Food delivery decacorn Swiggy can’t seem to catch a break as the US-based Baron Capital has now cut the startup’s fair value to $6.5 Bn as of March 31, 2023.
This is the second time in the last few months that Baron has slashed the valuation of Swiggy. Earlier, the US-based firm marked down Swiggy’s fair value by 34% to $7.3 Bn as of December 31, 2022.
The VC firm’s filings with the US Securities and Exchange Commission (SEC) showed that the latest fair value put by it on its stake in Swiggy was $45.76 Mn as of March 31, 2023.
Extrapolating from Baron’s 0.7% stake in the foodtech gives a valuation of $6.54 Bn.
As per the SEC filings, Baron had invested $76.8 Mn for 11,578 shares in Swiggy, valuing the foodtech at $10.96 Bn. At Friday’s (May 26) exchange rates, Swiggy’s implied valuation by Baron Capital is now under Zomato’s market cap of $6.84 Bn.

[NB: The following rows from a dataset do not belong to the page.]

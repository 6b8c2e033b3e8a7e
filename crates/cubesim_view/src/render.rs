//! Piece transforms for the renderer.
//!
//! Transforms are only authoritative when no turn is in flight; during a turn
//! the gripped layer is rotated by the eased fraction of its target angle.

use cgmath::{Matrix3, Matrix4, Rad, Vector3, vec3};
use cubesim_core::{Axis, Cubie, CubieSet, Pos};

use crate::animations::ActiveTurn;

fn pos_to_vec(p: Pos) -> Vector3<f32> {
    vec3(f32::from(p.x), f32::from(p.y), f32::from(p.z))
}

/// Returns the unit vector along `axis`.
pub fn axis_vector(axis: Axis) -> Vector3<f32> {
    match axis {
        Axis::X => Vector3::unit_x(),
        Axis::Y => Vector3::unit_y(),
        Axis::Z => Vector3::unit_z(),
    }
}

/// Returns the transform of a cubie at rest.
pub fn cubie_transform(cubie: &Cubie) -> Matrix4<f32> {
    let [a, b, c] = cubie.orientation.columns;
    let rotation = Matrix3::from_cols(pos_to_vec(a), pos_to_vec(b), pos_to_vec(c));
    Matrix4::from_translation(pos_to_vec(cubie.position)) * Matrix4::from(rotation)
}

/// Returns the transform of a cubie rotated by `angle` radians about `axis`
/// through the center of the cube.
pub fn animated_transform(cubie: &Cubie, axis: Axis, angle: f32) -> Matrix4<f32> {
    Matrix4::from_axis_angle(axis_vector(axis), Rad(angle)) * cubie_transform(cubie)
}

/// Returns the transform of every cubie, in the same order as
/// [`CubieSet::cubies()`].
///
/// `current` is the turn in flight, if any, along with its eased progress.
pub fn render_transforms(cubies: &CubieSet, current: Option<(&ActiveTurn, f32)>) -> Vec<Matrix4<f32>> {
    let mut ret: Vec<Matrix4<f32>> = cubies.iter().map(cubie_transform).collect();
    if let Some((active, t)) = current {
        let angle = active.target_angle * t;
        for &i in &active.grip {
            ret[i] = animated_transform(&cubies.cubies()[i], active.axis(), angle);
        }
    }
    ret
}
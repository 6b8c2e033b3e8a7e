use cubesim_core::CubieSet;

/// Optional external producer of solutions.
///
/// The engine does not depend on any solving algorithm. A solver is treated
/// as an opaque source of algorithm text, which is validated like any other
/// input before being enqueued.
pub trait ExternalSolver {
    /// Returns a whitespace-separated move sequence that solves `cubies`.
    fn solution(&mut self, cubies: &CubieSet) -> eyre::Result<String>;
}

impl<F: FnMut(&CubieSet) -> eyre::Result<String>> ExternalSolver for F {
    fn solution(&mut self, cubies: &CubieSet) -> eyre::Result<String> {
        self(cubies)
    }
}
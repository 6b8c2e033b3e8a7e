//! User preferences.
//!
//! Preferences are stored as YAML. Values missing from the user's file are
//! taken from the built-in defaults.

#![allow(missing_docs)] // most fields are self-explanatory

#[macro_use]
extern crate lazy_static;

use std::path::Path;

use serde::{Deserialize, Serialize};

mod animation;
pub mod persist;
mod scramble;

pub use animation::*;
pub use scramble::*;

const PREFS_FILE_FORMAT: config::FileFormat = config::FileFormat::Yaml;
const DEFAULT_PREFS_STR: &str = include_str!("default.yaml");

lazy_static! {
    pub static ref DEFAULT_PREFS: Preferences =
        serde_norway::from_str(DEFAULT_PREFS_STR).expect("error loading default preferences");
}

#[derive(Serialize, Deserialize, Debug, Default, Clone, PartialEq)]
#[serde(default)]
pub struct Preferences {
    pub animation: AnimationPreferences,
    pub scramble: ScramblePreferences,
}
impl Preferences {
    /// Loads preferences from the file at `path`, or from the default
    /// location if `path` is `None`. A missing file is not an error.
    ///
    /// If loading fails, then the existing file is backed up (if possible) and
    /// the default preferences are returned.
    pub fn load(path: Option<&Path>) -> Self {
        let mut config = config::Config::builder();

        // Load default preferences.
        let default_config_source = config::File::from_str(DEFAULT_PREFS_STR, PREFS_FILE_FORMAT);
        config = config.add_source(default_config_source);

        // Load user preferences.
        let user_path = match path {
            Some(p) => Some(p.to_owned()),
            None => persist::prefs_file()
                .inspect_err(|e| log::warn!("Error locating user preferences: {e}"))
                .ok(),
        };
        if let Some(p) = &user_path {
            log::debug!("Loading preferences from {}", p.display());
            config = config.add_source(persist::user_config_source(p));
        }

        config
            .build()
            .and_then(|c| c.try_deserialize::<Self>())
            .unwrap_or_else(|e| {
                log::warn!("Error loading preferences: {e}");
                if let Some(p) = &user_path {
                    persist::move_to_backup_file(p);
                }
                DEFAULT_PREFS.clone()
            })
    }

    /// Saves preferences to the file at `path`, or to the default location if
    /// `path` is `None`.
    pub fn save(&self, path: Option<&Path>) -> eyre::Result<()> {
        match path {
            Some(p) => persist::save(p, self),
            None => persist::save(&persist::prefs_file()?, self),
        }
    }
}
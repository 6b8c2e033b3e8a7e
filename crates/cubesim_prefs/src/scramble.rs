use cubesim_core::{DEFAULT_SCRAMBLE_LENGTH, DEFAULT_SCRAMBLE_RETRIES};
use serde::{Deserialize, Serialize};

#[derive(Serialize, Deserialize, Debug, Clone, PartialEq, Eq)]
#[serde(default)]
pub struct ScramblePreferences {
    /// Number of moves in a scramble.
    pub length: u32,
    /// Number of consecutive rejected moves allowed before a scramble is cut
    /// short.
    pub max_retries: u32,
}
impl Default for ScramblePreferences {
    fn default() -> Self {
        Self {
            length: DEFAULT_SCRAMBLE_LENGTH,
            max_retries: DEFAULT_SCRAMBLE_RETRIES,
        }
    }
}
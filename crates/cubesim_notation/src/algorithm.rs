//! Whitespace-separated sequences of move tokens.

use itertools::Itertools;

use crate::{EmptyInputError, InvalidMoveError, Move};

/// Parses each whitespace-separated token in `s`, in order.
///
/// Invalid tokens produce an error in their position without affecting the
/// tokens around them.
pub fn parse_algorithm(s: &str) -> impl '_ + Iterator<Item = Result<Move, InvalidMoveError>> {
    s.split_whitespace().map(str::parse)
}

/// Parses every token in `s`, failing on the first invalid one.
pub fn parse_algorithm_strict(s: &str) -> Result<Vec<Move>, InvalidMoveError> {
    parse_algorithm(s).collect()
}

/// Formats a sequence of moves with single spaces between them.
pub fn format_moves(moves: impl IntoIterator<Item = Move>) -> String {
    moves.into_iter().join(" ")
}

/// Returns the inverse of a sequence: each move inverted, in reverse order.
pub fn invert_algorithm(moves: &[Move]) -> Result<Vec<Move>, EmptyInputError> {
    if moves.is_empty() {
        return Err(EmptyInputError);
    }
    Ok(moves.iter().rev().map(|m| m.inv()).collect())
}

/// Returns the textual inverse of a sequence of tokens, in reverse order.
///
/// See [`crate::invert_token()`].
pub fn invert_tokens<S: AsRef<str>>(tokens: &[S]) -> Result<Vec<String>, EmptyInputError> {
    if tokens.is_empty() {
        return Err(EmptyInputError);
    }
    Ok(tokens
        .iter()
        .rev()
        .map(|t| crate::invert_token(t.as_ref()))
        .collect())
}
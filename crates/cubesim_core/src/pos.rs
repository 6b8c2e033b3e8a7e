use std::fmt;

use serde::{Deserialize, Serialize};

use crate::Axis;

/// Integer lattice position in cube-local coordinates. Each component is in
/// `{-1, 0, 1}`.
#[derive(Serialize, Deserialize, Debug, Default, Copy, Clone, PartialEq, Eq, Hash, PartialOrd, Ord)]
pub struct Pos {
    #[allow(missing_docs)]
    pub x: i8,
    #[allow(missing_docs)]
    pub y: i8,
    #[allow(missing_docs)]
    pub z: i8,
}

impl fmt::Display for Pos {
    fn fmt(&self, f: &mut fmt::Formatter<'_>) -> fmt::Result {
        write!(f, "({}, {}, {})", self.x, self.y, self.z)
    }
}

impl From<[i8; 3]> for Pos {
    fn from([x, y, z]: [i8; 3]) -> Self {
        Self { x, y, z }
    }
}

impl From<Pos> for [i8; 3] {
    fn from(p: Pos) -> Self {
        [p.x, p.y, p.z]
    }
}

impl Pos {
    /// Origin, which is never occupied by a cubie.
    pub const ORIGIN: Self = Self::new(0, 0, 0);

    /// Constructs a position.
    pub const fn new(x: i8, y: i8, z: i8) -> Self {
        Self { x, y, z }
    }

    /// Returns the component along `axis`.
    pub fn get(self, axis: Axis) -> i8 {
        match axis {
            Axis::X => self.x,
            Axis::Y => self.y,
            Axis::Z => self.z,
        }
    }

    /// Returns whether every component is in `{-1, 0, 1}`.
    pub fn is_on_lattice(self) -> bool {
        [self.x, self.y, self.z].iter().all(|c| (-1..=1).contains(c))
    }

    /// Returns the position after a quarter turn about `axis` in direction
    /// `dir` (`1` or `-1`). The component along `axis` is unchanged.
    ///
    /// Rotating by `dir` and then by `-dir` is the identity.
    #[must_use]
    pub fn rotated(self, axis: Axis, dir: i8) -> Self {
        let Self { x, y, z } = self;
        match axis {
            Axis::X => Self::new(x, -dir * z, dir * y),
            Axis::Y => Self::new(dir * z, y, -dir * x),
            Axis::Z => Self::new(-dir * y, dir * x, z),
        }
    }
}

/// Orientation of a cubie, stored as the images of the three unit vectors
/// under its accumulated rotation.
///
/// This is only ever a product of quarter turns, so every entry is `-1`, `0`,
/// or `1`.
#[derive(Serialize, Deserialize, Debug, Copy, Clone, PartialEq, Eq, Hash)]
pub struct Orientation {
    /// Image of each of the `x`, `y`, and `z` unit vectors.
    pub columns: [Pos; 3],
}

impl Default for Orientation {
    fn default() -> Self {
        Self::IDENTITY
    }
}

impl Orientation {
    /// Orientation of a cubie that has never been turned.
    pub const IDENTITY: Self = Self {
        columns: [Pos::new(1, 0, 0), Pos::new(0, 1, 0), Pos::new(0, 0, 1)],
    };

    /// Returns the orientation after a further quarter turn about `axis` in
    /// direction `dir`.
    #[must_use]
    pub fn rotated(self, axis: Axis, dir: i8) -> Self {
        Self {
            columns: self.columns.map(|c| c.rotated(axis, dir)),
        }
    }

    /// Returns whether this is the identity.
    pub fn is_identity(self) -> bool {
        self == Self::IDENTITY
    }

    /// Returns the matrix in row-major order.
    pub fn to_rows(self) -> [[i8; 3]; 3] {
        let [a, b, c] = self.columns;
        [[a.x, b.x, c.x], [a.y, b.y, c.y], [a.z, b.z, c.z]]
    }
}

However, at its peak, Zomato hit a market cap of $15.5 Bn, far higher than Swiggy’s highest private equity valuation of $10.7 Bn.
Of late, a number of investors have cut Swiggy’s valuation amid the global rout in valuations of tech companies. Earlier, Invesco trimmed Swiggy’s valuation twice, taking it from $10.7 Bn to $8 Bn in April and then to $5.5 Bn.

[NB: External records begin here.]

use std::sync::{Arc, Mutex, PoisonError};

use coreply_core::geometry::Anchor;
use coreply_core::text::is_punctuation;
use serde::Deserialize;
use unicode_segmentation::UnicodeSegmentation;

/// Rough average glyph advance as a fraction of the text size. Only used to
/// decide whether a suggestion still fits inline.
const GLYPH_WIDTH_EM: f32 = 0.5;

#[derive(Debug, Clone, Copy, PartialEq, Eq)]
pub enum ContentType {
    Suggestion,
    Error,
}

#[derive(Debug, Clone, PartialEq, Eq, Default)]
pub enum OverlayContent {
    #[default]
    Empty,
    Suggestion {
        full_text: String,
        tokens: Vec<String>,
    },
    Error {
        message: String,
    },
}

impl OverlayContent {
    pub fn suggestion(text: &str) -> Self {
        OverlayContent::Suggestion {
            full_text: text.to_string(),
            tokens: tokenize(text.trim_end()),
        }
    }

    pub fn error(message: impl Into<String>) -> Self {
        OverlayContent::Error {
            message: message.into(),
        }
    }

    pub fn content_type(&self) -> ContentType {
        match self {
            OverlayContent::Empty | OverlayContent::Suggestion { .. } => ContentType::Suggestion,
            OverlayContent::Error { .. } => ContentType::Error,
        }
    }

    pub fn full_text(&self) -> &str {
        match self {
            OverlayContent::Empty => "",
            OverlayContent::Suggestion { full_text, .. } => full_text,
            OverlayContent::Error { message } => message,
        }
    }

    /// The next word to insert on a short tap. A leading blank token is joined
    /// with the word after it.
    pub fn first_token(&self) -> String {
        let OverlayContent::Suggestion { tokens, .. } = self else {
            return String::new();
        };
        match tokens.as_slice() {
            [] => String::new(),
            [first, second, ..] if first.trim().is_empty() => format!("{first}{second}"),
            [first, ..] => first.clone(),
        }
    }

    /// Text shown inside the input field.
    pub fn inline_text(&self, presentation: Presentation) -> &str {
        match (self.content_type(), presentation) {
            (ContentType::Error, _) | (_, Presentation::Bubble) => "",
            _ => self.full_text().trim_end(),
        }
    }

    /// Text shown in the trailing bubble. In `Both` mode the bubble only
    /// appears once the suggestion no longer fits in the field.
    pub fn bubble_text(
        &self,
        presentation: Presentation,
        text_size_px: f32,
        field_width: i32,
    ) -> &str {
        let text = self.full_text().trim_end();
        if self.content_type() == ContentType::Error {
            return text;
        }
        match presentation {
            Presentation::Inline => "",
            Presentation::Bubble => text,
            Presentation::Both if approximate_width(text, text_size_px) > field_width as f32 => {
                text
            }
            Presentation::Both => "",
        }
    }
}

#[derive(Debug, Clone, Copy, Deserialize, PartialEq, Eq)]
#[serde(rename_all = "lowercase")]
pub enum Presentation {
    Inline,
    Bubble,
    Both,
}

fn approximate_width(text: &str, text_size_px: f32) -> f32 {
    text.chars().count() as f32 * text_size_px * GLYPH_WIDTH_EM
}

/// Word-boundary tokens; a trailing lone punctuation mark is folded into the
/// token before it.
fn tokenize(text: &str) -> Vec<String> {
    if text.trim().is_empty() {
        return Vec::new();
    }
    let mut tokens: Vec<String> = text.split_word_bounds().map(str::to_string).collect();
    if tokens.len() >= 2 {
        let mut last = tokens[tokens.len() - 1].chars();
        if let (Some(mark), None) = (last.next(), last.next()) {
            if is_punctuation(mark) {
                tokens.pop();
                if let Some(previous) = tokens.last_mut() {
                    previous.push(mark);
                }
            }
        }
    }
    tokens
}

#[derive(Debug, Clone, Copy, PartialEq, Eq)]
pub enum AcceptMode {
    Full,
    FirstToken,
}

/// New field text after accepting `content` on top of `draft`.
pub fn accept_text(draft: &str, content: &OverlayContent, mode: AcceptMode) -> Option<String> {
    if !matches!(content, OverlayContent::Suggestion { .. }) {
        return None;
    }
    let addition = match mode {
        AcceptMode::Full => content.full_text().trim_end().to_string(),
        AcceptMode::FirstToken => content.first_token(),
    };
    if addition.is_empty() {
        return None;
    }
    Some(format!("{draft}{addition}"))
}

/// Renders overlay content. Implemented by the platform bridge.
pub trait OverlaySink: Send + Sync {
    fn show(&self, content: OverlayContent);
    fn place(&self, anchor: Anchor);
}

/// Forwards to another sink and remembers what is currently shown.
pub struct TrackingSink {
    inner: Arc<dyn OverlaySink>,
    current: Mutex<OverlayContent>,
}

impl TrackingSink {
    pub fn new(inner: Arc<dyn OverlaySink>) -> Self {
        Self {
            inner,
            current: Mutex::new(OverlayContent::Empty),
        }
    }

    pub fn current(&self) -> OverlayContent {
        self.current
            .lock()
            .unwrap_or_else(PoisonError::into_inner)
            .clone()
    }
}

impl OverlaySink for TrackingSink {
    fn show(&self, content: OverlayContent) {
        *self.current.lock().unwrap_or_else(PoisonError::into_inner) = content.clone();
        self.inner.show(content);
    }

    fn place(&self, anchor: Anchor) {
        self.inner.place(anchor);
    }
}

Invesco was the lead investor during Swiggy’s last funding round worth $700 Mn.
Earlier this month, Swiggy claimed that its food delivery vertical hit profitability as of March 2023. While the startup is yet to release its financial statements for FY23, its rival Zomato also claimed that its business, excluding the quick commerce vertical, turned adjusted EBITDA positive in Q4 FY23.
Swiggy has been aggressively slashing its costs to achieve profitability. As part of the cost-cutting measures, it fired 380 employees earlier this year, while it also shut business verticals which did not find proper product-market fit, including Handpicked.

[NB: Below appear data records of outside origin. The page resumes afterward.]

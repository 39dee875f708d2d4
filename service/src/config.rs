use std::collections::HashSet;
use std::env;
use std::fs;
use std::path::{Path, PathBuf};
use std::sync::{Arc, PoisonError, RwLock};

use anyhow::{Context, Result};
use serde::Deserialize;

use crate::overlay::Presentation;

pub const DEFAULT_SYSTEM_PROMPT: &str = "You are an AI texting assistant. You will be given a list of text messages between the user (indicated by 'Message I sent:'), and other people (indicated by their names or simply 'Message I received:'). You may also receive a screenshot of the conversation. Your job is to suggest the next message the user should send. Match the tone and style of the conversation. The user may request the message start or end with a certain prefix (both could be parts of a longer word) . The user may quote a specific message. In this case, make sure your suggestions are about the quoted message.\nOutput the suggested text only. Do not output anything else. Do not surround output with quotation marks";

#[derive(Debug, Clone, Deserialize, Default)]
pub struct CoreplyConfig {
    #[serde(default)]
    pub api: ApiConfig,
    #[serde(default)]
    pub suggest: SuggestConfig,
    #[serde(default)]
    pub apps: AppsConfig,
    #[serde(default)]
    pub ui: UiConfig,
}

impl CoreplyConfig {
    pub fn load() -> Result<Self> {
        Self::load_from(&resolve_config_path())
    }

    pub fn load_from(config_path: &Path) -> Result<Self> {
        if config_path.exists() {
            let raw = fs::read_to_string(config_path)
                .with_context(|| format!("failed to read config file {}", config_path.display()))?;
            let parsed: CoreplyConfig = toml::from_str(&raw)
                .with_context(|| format!("failed to parse TOML from {}", config_path.display()))?;
            return Ok(parsed);
        }

        Ok(CoreplyConfig::default())
    }
}

fn resolve_config_path() -> PathBuf {
    if let Ok(path) = env::var("COREPLY_CONFIG") {
        return Path::new(&path).to_path_buf();
    }

    if let Some(base) = dirs::config_dir() {
        return base.join("coreply").join("config.toml");
    }

    Path::new("/tmp/coreply.toml").to_path_buf()
}

#[derive(Debug, Clone, Copy, Deserialize, PartialEq, Eq)]
#[serde(rename_all = "lowercase")]
pub enum ApiKind {
    Hosted,
    Custom,
}

#[derive(Debug, Clone, Deserialize)]
pub struct ApiConfig {
    #[serde(default = "default_api_kind")]
    pub kind: ApiKind,
    #[serde(default = "default_api_url")]
    pub url: String,
    #[serde(default)]
    pub key: String,
    #[serde(default = "default_model")]
    pub model: String,
    #[serde(default = "default_system_prompt")]
    pub system_prompt: String,
    #[serde(default = "default_temperature")]
    pub temperature: f32,
    #[serde(default = "default_top_p")]
    pub top_p: f32,
    #[serde(default)]
    pub hosted_key: String,
    #[serde(default = "default_hosted_endpoint")]
    pub hosted_endpoint: String,
}

impl Default for ApiConfig {
    fn default() -> Self {
        Self {
            kind: default_api_kind(),
            url: default_api_url(),
            key: String::new(),
            model: default_model(),
            system_prompt: default_system_prompt(),
            temperature: default_temperature(),
            top_p: default_top_p(),
            hosted_key: String::new(),
            hosted_endpoint: default_hosted_endpoint(),
        }
    }
}

impl ApiConfig {
    /// Base URL with exactly one trailing slash.
    pub fn base_url(&self) -> String {
        format!("{}/", self.url.trim_end_matches('/'))
    }

    pub fn is_fim(&self) -> bool {
        self.url.trim_end_matches('/').ends_with("/fim")
    }

    /// The configured prompt, or the built-in one when left blank.
    pub fn effective_system_prompt(&self) -> &str {
        if self.system_prompt.trim().is_empty() {
            DEFAULT_SYSTEM_PROMPT
        } else {
            &self.system_prompt
        }
    }
}

fn default_api_kind() -> ApiKind {
    ApiKind::Hosted
}

fn default_api_url() -> String {
    "https://api.openai.com/v1/".to_string()
}

fn default_model() -> String {
    "gpt-4.1-mini".to_string()
}

fn default_system_prompt() -> String {
    DEFAULT_SYSTEM_PROMPT.to_string()
}

fn default_temperature() -> f32 {
    0.3
}

fn default_top_p() -> f32 {
    1.0
}

fn default_hosted_endpoint() -> String {
    "https://coreply.p.nadles.com/completion/".to_string()
}

#[derive(Debug, Clone, Deserialize)]
pub struct SuggestConfig {
    /// Master switch.
    #[serde(default = "default_enable")]
    pub enable: bool,
    #[serde(default = "default_debounce_ms")]
    pub debounce_ms: u64,
    #[serde(default = "default_transcript_debounce_ms")]
    pub transcript_debounce_ms: u64,
    #[serde(default = "default_request_timeout_ms")]
    pub request_timeout_ms: u64,
    #[serde(default)]
    pub show_errors: bool,
    #[serde(default = "default_cache_capacity")]
    pub cache_capacity: usize,
}

impl Default for SuggestConfig {
    fn default() -> Self {
        Self {
            enable: default_enable(),
            debounce_ms: default_debounce_ms(),
            transcript_debounce_ms: default_transcript_debounce_ms(),
            request_timeout_ms: default_request_timeout_ms(),
            show_errors: false,
            cache_capacity: default_cache_capacity(),
        }
    }
}

fn default_enable() -> bool {
    true
}

fn default_debounce_ms() -> u64 {
    360
}

fn default_transcript_debounce_ms() -> u64 {
    500
}

fn default_request_timeout_ms() -> u64 {
    30_000
}

fn default_cache_capacity() -> usize {
    512
}

#[derive(Debug, Clone, Deserialize, Default)]
pub struct AppsConfig {
    /// Packages the user enabled suggestions for.
    #[serde(default)]
    pub selected: Vec<String>,
}

impl AppsConfig {
    pub fn selected_set(&self) -> HashSet<String> {
        self.selected.iter().cloned().collect()
    }
}

#[derive(Debug, Clone, Deserialize)]
pub struct UiConfig {
    #[serde(default = "default_presentation")]
    pub presentation: Presentation,
    #[serde(default = "default_text_size_px")]
    pub default_text_size_px: f32,
}

impl Default for UiConfig {
    fn default() -> Self {
        Self {
            presentation: default_presentation(),
            default_text_size_px: default_text_size_px(),
        }
    }
}

fn default_presentation() -> Presentation {
    Presentation::Both
}

fn default_text_size_px() -> f32 {
    48.0
}

/// Shared, atomically replaceable configuration snapshot.
#[derive(Debug, Clone, Default)]
pub struct ConfigHandle {
    current: Arc<RwLock<Arc<CoreplyConfig>>>,
}

impl ConfigHandle {
    pub fn new(config: CoreplyConfig) -> Self {
        Self {
            current: Arc::new(RwLock::new(Arc::new(config))),
        }
    }

    pub fn snapshot(&self) -> Arc<CoreplyConfig> {
        self.current
            .read()
            .unwrap_or_else(PoisonError::into_inner)
            .clone()
    }

    pub fn replace(&self, config: CoreplyConfig) {
        *self
            .current
            .write()
            .unwrap_or_else(PoisonError::into_inner) = Arc::new(config);
    }
}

While Swiggy continues to be challenged by Zomato and government’s Open Network for Digital Commerce (ONDC), the valuation hits are part of a larger trend of erosion in valuation of technology companies worldwide.
Many Indian startups have recently seen their investors cut their valuations. For instance, edtech decacorn BYJU’S saw its valuation reduced by 50% by BlackRock.
Further, epharmacy unicorn PharmEasy saw two valuation cuts recently – by Janus Henderson (50% reduction) and Neuberger Berman (a 21% decline). The latter also slashed Pine Labs’ valuation by 38% to $3.1 Bn last week. Vanguard reduced ride-hailing startup Ola’s valuation by 35% to $4.8 Bn earlier this month.